• [TASK ITEM] Each line in the data holding "push" should be listed.

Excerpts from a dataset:
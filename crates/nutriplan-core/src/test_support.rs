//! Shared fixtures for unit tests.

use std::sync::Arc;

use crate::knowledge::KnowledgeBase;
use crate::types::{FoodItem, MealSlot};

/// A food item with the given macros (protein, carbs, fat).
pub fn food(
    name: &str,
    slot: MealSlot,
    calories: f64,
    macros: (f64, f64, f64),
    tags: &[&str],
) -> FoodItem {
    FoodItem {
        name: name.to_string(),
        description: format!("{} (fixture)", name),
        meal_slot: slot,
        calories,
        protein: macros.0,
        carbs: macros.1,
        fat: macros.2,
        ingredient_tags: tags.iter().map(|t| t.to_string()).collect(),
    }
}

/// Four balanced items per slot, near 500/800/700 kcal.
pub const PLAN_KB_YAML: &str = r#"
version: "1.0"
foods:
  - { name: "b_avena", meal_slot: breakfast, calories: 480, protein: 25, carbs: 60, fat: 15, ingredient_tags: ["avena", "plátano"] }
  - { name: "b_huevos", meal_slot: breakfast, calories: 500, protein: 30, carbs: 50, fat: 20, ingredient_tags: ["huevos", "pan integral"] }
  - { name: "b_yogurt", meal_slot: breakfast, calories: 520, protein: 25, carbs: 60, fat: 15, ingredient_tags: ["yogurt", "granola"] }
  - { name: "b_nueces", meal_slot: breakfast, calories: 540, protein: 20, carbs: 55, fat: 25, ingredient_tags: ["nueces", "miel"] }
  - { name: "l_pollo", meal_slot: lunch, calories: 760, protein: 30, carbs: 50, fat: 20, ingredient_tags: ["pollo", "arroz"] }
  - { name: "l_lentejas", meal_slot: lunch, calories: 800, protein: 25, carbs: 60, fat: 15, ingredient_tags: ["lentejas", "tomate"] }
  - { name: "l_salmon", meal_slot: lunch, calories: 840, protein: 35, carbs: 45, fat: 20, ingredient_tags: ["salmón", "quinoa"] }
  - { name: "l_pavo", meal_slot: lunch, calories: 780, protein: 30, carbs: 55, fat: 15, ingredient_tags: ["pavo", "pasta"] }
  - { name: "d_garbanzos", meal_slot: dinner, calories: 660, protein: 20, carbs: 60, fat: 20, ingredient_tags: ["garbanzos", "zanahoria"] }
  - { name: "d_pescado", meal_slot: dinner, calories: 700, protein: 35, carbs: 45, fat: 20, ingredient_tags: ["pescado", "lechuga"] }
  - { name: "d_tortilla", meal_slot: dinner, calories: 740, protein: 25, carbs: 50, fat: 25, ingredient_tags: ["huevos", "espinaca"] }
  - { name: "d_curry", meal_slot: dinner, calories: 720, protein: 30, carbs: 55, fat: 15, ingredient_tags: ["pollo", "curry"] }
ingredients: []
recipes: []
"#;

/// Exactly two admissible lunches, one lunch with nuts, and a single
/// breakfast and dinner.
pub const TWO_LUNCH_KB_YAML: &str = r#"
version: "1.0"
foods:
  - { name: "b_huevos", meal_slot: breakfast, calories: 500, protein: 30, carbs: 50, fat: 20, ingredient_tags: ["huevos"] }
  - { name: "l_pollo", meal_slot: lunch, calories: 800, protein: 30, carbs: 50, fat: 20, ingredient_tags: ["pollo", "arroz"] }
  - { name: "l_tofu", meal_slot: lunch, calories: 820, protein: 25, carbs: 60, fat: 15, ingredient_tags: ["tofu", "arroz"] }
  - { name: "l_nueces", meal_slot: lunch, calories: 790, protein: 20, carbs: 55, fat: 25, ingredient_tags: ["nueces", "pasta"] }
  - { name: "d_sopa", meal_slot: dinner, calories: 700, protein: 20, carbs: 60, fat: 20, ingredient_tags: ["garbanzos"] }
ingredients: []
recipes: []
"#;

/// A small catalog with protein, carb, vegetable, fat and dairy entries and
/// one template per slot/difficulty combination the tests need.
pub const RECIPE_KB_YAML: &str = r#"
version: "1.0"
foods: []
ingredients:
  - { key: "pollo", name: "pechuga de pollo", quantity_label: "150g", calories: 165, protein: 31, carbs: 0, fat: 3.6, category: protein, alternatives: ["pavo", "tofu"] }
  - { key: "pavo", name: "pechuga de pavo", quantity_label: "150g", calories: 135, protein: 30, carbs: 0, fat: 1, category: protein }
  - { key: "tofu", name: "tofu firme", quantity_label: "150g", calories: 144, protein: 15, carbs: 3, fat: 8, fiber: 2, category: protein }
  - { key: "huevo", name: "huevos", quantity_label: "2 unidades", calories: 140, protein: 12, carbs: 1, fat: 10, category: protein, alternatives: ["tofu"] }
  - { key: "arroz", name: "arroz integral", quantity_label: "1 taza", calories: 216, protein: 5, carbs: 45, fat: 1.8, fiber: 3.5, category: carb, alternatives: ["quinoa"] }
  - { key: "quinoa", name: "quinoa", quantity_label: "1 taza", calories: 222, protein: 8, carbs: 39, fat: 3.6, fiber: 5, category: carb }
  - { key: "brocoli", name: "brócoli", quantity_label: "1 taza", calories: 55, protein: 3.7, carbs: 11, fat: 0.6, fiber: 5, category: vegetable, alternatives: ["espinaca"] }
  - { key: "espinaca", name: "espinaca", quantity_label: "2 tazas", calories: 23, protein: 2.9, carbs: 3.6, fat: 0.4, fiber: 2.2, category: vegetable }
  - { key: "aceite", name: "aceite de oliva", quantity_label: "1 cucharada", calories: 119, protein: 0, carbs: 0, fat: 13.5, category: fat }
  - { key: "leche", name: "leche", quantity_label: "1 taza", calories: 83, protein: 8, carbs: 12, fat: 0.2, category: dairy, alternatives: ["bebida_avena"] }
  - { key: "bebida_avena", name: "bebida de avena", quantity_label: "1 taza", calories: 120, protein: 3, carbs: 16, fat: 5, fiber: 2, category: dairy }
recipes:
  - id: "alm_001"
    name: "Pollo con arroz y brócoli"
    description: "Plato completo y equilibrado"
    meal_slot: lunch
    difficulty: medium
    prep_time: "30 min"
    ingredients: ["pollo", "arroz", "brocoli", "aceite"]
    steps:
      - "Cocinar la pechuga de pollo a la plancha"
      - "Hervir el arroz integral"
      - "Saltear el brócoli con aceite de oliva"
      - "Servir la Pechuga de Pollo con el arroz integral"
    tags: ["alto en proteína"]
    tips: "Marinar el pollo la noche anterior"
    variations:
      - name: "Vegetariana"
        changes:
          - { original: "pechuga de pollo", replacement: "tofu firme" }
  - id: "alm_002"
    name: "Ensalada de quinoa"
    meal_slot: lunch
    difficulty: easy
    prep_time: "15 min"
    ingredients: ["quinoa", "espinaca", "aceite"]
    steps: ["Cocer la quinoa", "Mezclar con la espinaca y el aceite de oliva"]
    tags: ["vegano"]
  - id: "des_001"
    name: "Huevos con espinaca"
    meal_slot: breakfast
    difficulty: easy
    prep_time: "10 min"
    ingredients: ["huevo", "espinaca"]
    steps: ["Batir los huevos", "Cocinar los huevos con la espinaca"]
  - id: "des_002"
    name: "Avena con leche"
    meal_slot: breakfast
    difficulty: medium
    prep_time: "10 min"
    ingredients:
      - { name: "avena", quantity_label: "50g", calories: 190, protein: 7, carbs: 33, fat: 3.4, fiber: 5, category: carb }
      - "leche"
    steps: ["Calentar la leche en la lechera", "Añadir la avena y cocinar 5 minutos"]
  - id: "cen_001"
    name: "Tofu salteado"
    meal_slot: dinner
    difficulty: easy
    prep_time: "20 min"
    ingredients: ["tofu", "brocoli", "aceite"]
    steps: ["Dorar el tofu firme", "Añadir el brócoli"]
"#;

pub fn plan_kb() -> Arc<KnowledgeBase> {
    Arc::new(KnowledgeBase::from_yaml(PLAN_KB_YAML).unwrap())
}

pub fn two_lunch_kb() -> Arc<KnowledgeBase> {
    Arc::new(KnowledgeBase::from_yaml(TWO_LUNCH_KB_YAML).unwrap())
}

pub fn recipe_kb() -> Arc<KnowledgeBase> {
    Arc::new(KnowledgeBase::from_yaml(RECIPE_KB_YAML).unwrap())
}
...
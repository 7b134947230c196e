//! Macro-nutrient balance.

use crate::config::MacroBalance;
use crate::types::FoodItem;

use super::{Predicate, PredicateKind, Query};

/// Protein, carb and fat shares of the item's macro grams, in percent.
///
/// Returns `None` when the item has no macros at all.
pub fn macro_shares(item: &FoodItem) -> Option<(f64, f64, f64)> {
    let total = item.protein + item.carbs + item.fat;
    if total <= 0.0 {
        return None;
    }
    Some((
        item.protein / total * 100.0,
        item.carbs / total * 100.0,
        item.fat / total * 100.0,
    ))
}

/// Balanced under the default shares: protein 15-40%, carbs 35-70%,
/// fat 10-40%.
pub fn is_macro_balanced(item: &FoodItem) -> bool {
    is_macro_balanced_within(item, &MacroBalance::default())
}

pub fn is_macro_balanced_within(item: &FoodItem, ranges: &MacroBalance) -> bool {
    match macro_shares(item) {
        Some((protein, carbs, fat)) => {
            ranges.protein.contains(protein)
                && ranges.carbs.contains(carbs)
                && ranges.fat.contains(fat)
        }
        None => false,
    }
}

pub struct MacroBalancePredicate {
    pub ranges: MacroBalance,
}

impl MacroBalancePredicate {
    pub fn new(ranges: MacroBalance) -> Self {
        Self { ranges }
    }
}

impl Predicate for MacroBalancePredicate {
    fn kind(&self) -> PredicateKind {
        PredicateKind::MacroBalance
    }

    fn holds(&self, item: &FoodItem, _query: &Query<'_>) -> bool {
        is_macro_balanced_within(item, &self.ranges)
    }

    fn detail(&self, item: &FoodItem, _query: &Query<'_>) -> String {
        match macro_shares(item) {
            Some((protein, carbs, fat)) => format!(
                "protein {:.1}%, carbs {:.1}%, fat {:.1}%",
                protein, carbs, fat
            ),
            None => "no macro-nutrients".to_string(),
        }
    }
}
* * *
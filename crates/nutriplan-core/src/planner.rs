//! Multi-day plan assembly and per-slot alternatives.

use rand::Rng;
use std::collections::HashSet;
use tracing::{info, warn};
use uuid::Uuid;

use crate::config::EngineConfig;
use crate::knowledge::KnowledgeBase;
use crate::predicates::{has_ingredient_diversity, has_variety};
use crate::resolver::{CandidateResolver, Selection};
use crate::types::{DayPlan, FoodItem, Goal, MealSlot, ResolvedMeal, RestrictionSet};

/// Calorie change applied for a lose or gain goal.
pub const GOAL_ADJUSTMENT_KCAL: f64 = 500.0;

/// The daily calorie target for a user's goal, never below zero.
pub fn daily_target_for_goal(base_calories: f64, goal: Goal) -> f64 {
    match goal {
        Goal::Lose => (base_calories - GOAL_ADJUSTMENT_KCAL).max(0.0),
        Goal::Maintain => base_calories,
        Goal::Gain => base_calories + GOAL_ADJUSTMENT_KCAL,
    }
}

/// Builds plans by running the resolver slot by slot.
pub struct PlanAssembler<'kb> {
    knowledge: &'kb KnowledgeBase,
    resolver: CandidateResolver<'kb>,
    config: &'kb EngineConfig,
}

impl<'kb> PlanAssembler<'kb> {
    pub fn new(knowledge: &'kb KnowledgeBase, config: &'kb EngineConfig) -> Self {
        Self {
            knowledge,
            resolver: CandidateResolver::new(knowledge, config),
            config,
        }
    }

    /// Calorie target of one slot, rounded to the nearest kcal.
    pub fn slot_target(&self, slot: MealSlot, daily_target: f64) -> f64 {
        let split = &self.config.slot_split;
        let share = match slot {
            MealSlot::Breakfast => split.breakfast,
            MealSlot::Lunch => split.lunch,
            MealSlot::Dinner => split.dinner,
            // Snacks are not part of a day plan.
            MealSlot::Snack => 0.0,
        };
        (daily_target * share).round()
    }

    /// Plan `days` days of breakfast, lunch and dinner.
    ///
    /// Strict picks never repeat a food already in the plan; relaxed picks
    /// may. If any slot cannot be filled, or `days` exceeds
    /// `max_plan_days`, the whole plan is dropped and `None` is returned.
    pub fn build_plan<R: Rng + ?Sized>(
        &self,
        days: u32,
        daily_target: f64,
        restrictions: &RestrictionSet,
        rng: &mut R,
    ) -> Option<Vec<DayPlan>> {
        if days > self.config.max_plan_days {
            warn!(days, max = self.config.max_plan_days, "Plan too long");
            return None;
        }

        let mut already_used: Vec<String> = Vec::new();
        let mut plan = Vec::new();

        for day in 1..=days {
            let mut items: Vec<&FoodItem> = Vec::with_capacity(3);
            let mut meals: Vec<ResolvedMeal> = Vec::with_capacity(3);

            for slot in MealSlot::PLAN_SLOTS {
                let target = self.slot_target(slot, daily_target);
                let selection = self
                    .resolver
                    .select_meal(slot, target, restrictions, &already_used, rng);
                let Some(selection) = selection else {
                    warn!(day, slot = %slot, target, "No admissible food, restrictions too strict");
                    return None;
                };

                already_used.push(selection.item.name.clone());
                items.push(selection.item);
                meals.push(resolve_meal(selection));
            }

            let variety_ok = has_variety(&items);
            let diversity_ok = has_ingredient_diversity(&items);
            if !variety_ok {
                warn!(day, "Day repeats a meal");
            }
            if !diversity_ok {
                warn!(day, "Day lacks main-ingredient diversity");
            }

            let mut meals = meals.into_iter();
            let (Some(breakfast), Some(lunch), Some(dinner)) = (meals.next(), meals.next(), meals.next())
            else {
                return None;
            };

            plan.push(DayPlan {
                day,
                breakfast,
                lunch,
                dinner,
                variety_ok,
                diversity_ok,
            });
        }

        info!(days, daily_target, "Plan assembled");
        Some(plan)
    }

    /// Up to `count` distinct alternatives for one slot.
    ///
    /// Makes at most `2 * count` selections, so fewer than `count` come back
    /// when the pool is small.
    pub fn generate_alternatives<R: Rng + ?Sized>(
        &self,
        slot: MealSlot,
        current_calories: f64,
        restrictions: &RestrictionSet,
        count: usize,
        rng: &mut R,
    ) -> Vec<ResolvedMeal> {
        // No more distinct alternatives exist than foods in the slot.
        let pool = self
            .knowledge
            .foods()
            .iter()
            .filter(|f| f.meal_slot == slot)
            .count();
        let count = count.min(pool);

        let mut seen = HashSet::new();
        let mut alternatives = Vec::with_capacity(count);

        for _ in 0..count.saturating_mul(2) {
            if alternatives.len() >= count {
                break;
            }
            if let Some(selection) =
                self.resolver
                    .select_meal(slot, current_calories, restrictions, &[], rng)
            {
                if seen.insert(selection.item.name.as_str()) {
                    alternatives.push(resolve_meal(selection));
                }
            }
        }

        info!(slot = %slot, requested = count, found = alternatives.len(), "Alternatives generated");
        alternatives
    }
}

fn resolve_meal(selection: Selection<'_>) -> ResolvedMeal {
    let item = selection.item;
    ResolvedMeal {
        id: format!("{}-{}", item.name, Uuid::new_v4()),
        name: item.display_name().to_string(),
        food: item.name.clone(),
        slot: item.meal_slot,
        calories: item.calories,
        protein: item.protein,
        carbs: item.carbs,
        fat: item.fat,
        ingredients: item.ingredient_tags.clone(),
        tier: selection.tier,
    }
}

• [EXPECTED ANSWER]
                already_used.push(selection.item.name.clone());
                items.push(selection.item);
                meals.push(resolve_meal(selection));
            plan.push(DayPlan {
                    alternatives.push(resolve_meal(selection));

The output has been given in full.